Her case has had ramifications throughout Pakistani society in the years since. For instance, it provoked the statement by the brave governor of Punjab, Salman Taseer, which led to his own murder by one of his own bodyguards. In the days since her release from jail, there have been mass protests in Pakistan where thousands of enraged fanatics have called, literally, for Asia Bibi’s head.

[…][T]oday there are reports that the British government has said that it will not offer asylum to Asia Bibi. The reason being “security concerns” — that weasel term now used by all officialdom whenever it needs one last reason to avoid doing the right thing. According to this report, the government is concerned that if the U.K. offered asylum to Bibi it could cause “unrest among certain sections of the community.” … The “community” that the British government will be scared of is the community that comes from the same country that has tortured Asia Bibi for the last eight years.

The government is right to expect a backlash. There have been cases before of this “community” expressing its views. From the book-burnings and protests over The Satanic Verses affair in 1989 to the mass protest against cartoonists, which was the “community’s” response to the Charlie Hebdo massacre in 2015, the Pakistani Muslim community in the U.K. has never been shy of expressing its views. Occasionally you even get a case like that at Easter 2016, when a Muslim from Bradford drove up to Glasgow to kill another Muslim (a shopkeeper called Asad Shah) because Mr. Shah came from a minority Muslim group that his killer deemed heretical. Which you might say is another example of “diversity.”

These days, many people are voting for policies on the basis of how it makes them feel about themselves, or how it makes them look to others. As long as they aren’t spending their own money, or risking their own safety, these feelings-based voters want to be very  generous. Very generous spending other people’s money. Very generous risking other people’s safety. Is that real generosity?
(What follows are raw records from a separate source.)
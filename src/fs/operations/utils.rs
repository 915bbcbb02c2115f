//! Shared helpers for filesystem operations.

use std::path::{Component, Path, PathBuf};

use crate::error::{DisboxError, Result};

/// Split a remote folder path into its segments, ignoring empty ones.
pub(crate) fn folder_segments(path: &str) -> Vec<&str> {
    path.split('/').filter(|s| !s.is_empty()).collect()
}

/// Local path a file named `name` is written to.
///
/// The name comes from the server and must be a single plain path component; anything
/// that could land outside `to_folder` (separators, `..`, roots, drive prefixes) is refused.
pub(crate) fn target_path(to_folder: Option<&Path>, name: &str) -> Result<PathBuf> {
    let mut components = Path::new(name).components();
    let plain = matches!(
        (components.next(), components.next()),
        (Some(Component::Normal(_)), None)
    );
    if !plain || name.contains(['/', '\\']) {
        return Err(DisboxError::MalformedResponse(format!(
            "unsafe file name from server: {:?}",
            name
        )));
    }

    Ok(match to_folder {
        Some(folder) => folder.join(name),
        None => PathBuf::from(name),
    })
}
We should definitely have a system that allows highly-skilled immigrants to come here to work. And if they prove that they are hard-working and law-abiding, then they should be able to apply for permanent residency. But we also need to be careful about bringing people in who will not respect basic human rights, like Asia Bibi’s right to religious liberty. That’s not compassion, it’s foolishness.

By the way, don’t expect Western feminists to say anything about Asia Bibi’s situation. That would be going against their “intersectional” allies – something they aren’t willing to do.